The basic answers are:
- Our monarch and her consort know that if horses have been part of your life, you need to keep them in it for as long as possible. If I reach 91, I hope to celebrate in the saddle.
- Riding is a risk sport, but life will be shorter and a lot less fun if you let age rather than ability and inclination dictate when you hang up your boots or whip. Riding is undoubtedly a lot safer if you wear a hat or helmet rather than a headscarf, but that’s a different debate.
- Those “funny little black things” are Fell ponies. The Queen’s favourite is called Carltonlima Emma and the mare has been immortalised by model horse specialists Breyer. As I discovered when a representative of the breed joined our family, you can have as much fun with the right Fell pony as you can with a horse. You might need a sense of humour sometimes, but laughter is the best medicine.
It comes down to the fact that horses are good for you. As various bigwigs have said, the best thing for the inside of a man is the outside of a horse. They should have said ‘man or woman’, but as 75% – 80% of the UK’s riding population is female, we’ll take that as a given.
Riding and looking after horses is good for your physical and mental well-being. On a practical level, it gets you outdoors, works muscles, builds co-ordination and balance and burns calories.
The mental benefits of riding and being around horses are priceless. When you focus your attention on your horse, you focus it away from irritations, pressures and problems. Even if it’s only for a short time, you give your brain a break – and when you go back to those problems, you’re better placed to deal with them.
A friend with a high-powered, stressful job gets up at 5am every weekday to look after and exercise her horse before she leaves for work.
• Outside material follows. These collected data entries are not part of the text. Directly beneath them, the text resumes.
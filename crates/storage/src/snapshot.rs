// SPDX-License-Identifier: BUSL-1.1
// Copyright (c) 2026 Alfred Jean LLC

//! Snapshot persistence for crash recovery.
//!
//! A snapshot is the complete materialized state, zstd-compressed, tagged
//! with the WAL sequence it covers and a schema version. Recovery loads the
//! snapshot, runs it through the migration registry, then replays WAL
//! entries after its sequence.

use crate::migration::{MigrationError, MigrationRegistry};
use crate::state::MaterializedState;
use chrono::{DateTime, Utc};
use serde::{Deserialize, Serialize};
use serde_json::Value;
use std::fs::{self, File};
use std::io::{BufReader, Write};
use std::path::{Path, PathBuf};
use thiserror::Error;
use tracing::warn;

/// Schema version written into new snapshots. Loading a newer version
/// refuses; loading an older one migrates.
pub const CURRENT_SNAPSHOT_VERSION: u32 = 2;

#[derive(Debug, Error)]
pub enum SnapshotError {
    #[error("IO error: {0}")]
    Io(#[from] std::io::Error),
    #[error("serialization error: {0}")]
    Json(#[from] serde_json::Error),
    #[error("migration error: {0}")]
    Migration(#[from] MigrationError),
}

/// Complete state at one point in the event log.
#[derive(Debug, Clone, Serialize, Deserialize)]
pub struct Snapshot {
    /// Schema version, consumed by the migration registry.
    pub v: u32,
    /// WAL sequence number this snapshot covers.
    pub seq: u64,
    pub state: MaterializedState,
    pub created_at: DateTime<Utc>,
}

impl Snapshot {
    pub fn new(seq: u64, state: MaterializedState) -> Self {
        Self {
            v: CURRENT_SNAPSHOT_VERSION,
            seq,
            state,
            created_at: Utc::now(),
        }
    }

    /// Save compressed, atomically (write to .tmp, fsync, rename).
    pub fn save(&self, path: &Path) -> Result<(), SnapshotError> {
        if let Some(parent) = path.parent() {
            fs::create_dir_all(parent)?;
        }
        let tmp_path = path.with_extension("tmp");
        let json = serde_json::to_vec(self)?;
        let compressed = zstd::encode_all(json.as_slice(), 3)
            .map_err(|e| SnapshotError::Io(std::io::Error::other(e)))?;
        {
            let mut file = File::create(&tmp_path)?;
            file.write_all(&compressed)?;
            file.sync_all()?;
        }
        fs::rename(&tmp_path, path)?;
        Ok(())
    }
}

/// Load and migrate a snapshot if one exists.
///
/// A corrupt snapshot is moved to a rotated `.bak` so startup can fall
/// back to WAL replay from sequence 0.
pub fn load_snapshot(path: &Path) -> Result<Option<Snapshot>, SnapshotError> {
    if !path.exists() {
        return Ok(None);
    }

    let parsed: Result<Value, SnapshotError> = (|| {
        let file = File::open(path)?;
        let decoder = zstd::stream::read::Decoder::new(BufReader::new(file))
            .map_err(|e| SnapshotError::Io(std::io::Error::other(e)))?;
        Ok(serde_json::from_reader(decoder)?)
    })();

    let value = match parsed {
        Ok(value) => value,
        Err(e) => {
            let bak_path = rotate_bak_path(path);
            warn!(
                error = %e,
                path = %path.display(),
                bak = %bak_path.display(),
                "corrupt snapshot, moving aside and starting from the log",
            );
            fs::rename(path, &bak_path)?;
            return Ok(None);
        }
    };

    let migrated = MigrationRegistry::new().migrate_to(value, CURRENT_SNAPSHOT_VERSION)?;
    let snapshot: Snapshot = serde_json::from_value(migrated)?;
    Ok(Some(snapshot))
}

const MAX_BAK_FILES: u32 = 3;

/// Pick the next `.bak` / `.bak.N` path, rotating older backups out.
pub(crate) fn rotate_bak_path(path: &Path) -> PathBuf {
    let bak = |n: u32| {
        if n == 1 {
            path.with_extension("bak")
        } else {
            path.with_extension(format!("bak.{n}"))
        }
    };

    let oldest = bak(MAX_BAK_FILES);
    if oldest.exists() {
        let _ = fs::remove_file(&oldest);
    }
    for n in (1..MAX_BAK_FILES).rev() {
        let src = bak(n);
        if src.exists() {
            let _ = fs::rename(&src, bak(n + 1));
        }
    }
    bak(1)
}

#[cfg(test)]
#[path = "snapshot_tests.rs"]
mod tests;
// SPDX-License-Identifier: BUSL-1.1
// Copyright (c) 2026 Alfred Jean LLC

// Allow panic!/unwrap/expect in test code
#![cfg_attr(test, allow(clippy::panic))]
#![cfg_attr(test, allow(clippy::unwrap_used))]
#![cfg_attr(test, allow(clippy::expect_used))]

//! cuckoo-machinery: hypervisor drivers and the machine pool.
//!
//! A machinery driver owns the lifecycle of one VM kind (restore, stop,
//! state, optional memory dump) behind a uniform contract. Drivers are an
//! enumerated set selected by name from configuration; unknown names fail
//! at startup, not at task time.

pub mod config;
pub mod driver;
pub mod kvm;
pub mod pool;
pub mod qemu;
pub mod subprocess;

#[cfg(any(test, feature = "test-support"))]
pub mod fake;

pub use config::{load_machinery_conf, save_machinery_conf, MachineryConf, MachineryConfError};
pub use driver::{DriverCaps, MachineryDriver, MachineryError};
pub use kvm::KvmDriver;
pub use pool::MachinePool;
pub use qemu::QemuDriver;

use std::sync::Arc;

/// Instantiate a driver by its configured name.
///
/// The enumerated set replaces runtime class loading: an unknown machinery
/// name is a configuration error surfaced before any task runs.
pub fn driver_from_name(
    kind: &str,
    conf: &MachineryConf,
) -> Result<Arc<dyn MachineryDriver>, MachineryConfError> {
    match kind {
        "qemu" => Ok(Arc::new(QemuDriver::new(conf.qemu.clone()))),
        "kvm" => Ok(Arc::new(KvmDriver::new(conf.kvm.clone()))),
        #[cfg(any(test, feature = "test-support"))]
        "fake" => Ok(Arc::new(fake::FakeDriver::new())),
        other => Err(MachineryConfError::UnknownMachinery(other.to_string())),
    }
}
She calls it her sanity time, which many people will relate to, and says that even though she could afford full livery, she doesn’t want to – she’d
rather have that time getting in tune with her horse.
In her working life, she’s a powerful high-flyer.Her horse doesn’t care about how important she is, and perhaps that’s another reason why our Queen and other members of the royal family are so passionate about their horses – whether they be racehorses, event horses or Fell ponies.
A horse won’t flatter you or react in a way calculated to impress you. He doesn’t care who you are, what you earn or how important your role is perceived to be.
Horses are great levellers, as members of the royal family who compete often point out. That’s the beauty of them, and that’s why I hope the Queen will celebrate her next birthday with a hack on Carltonlima Emma.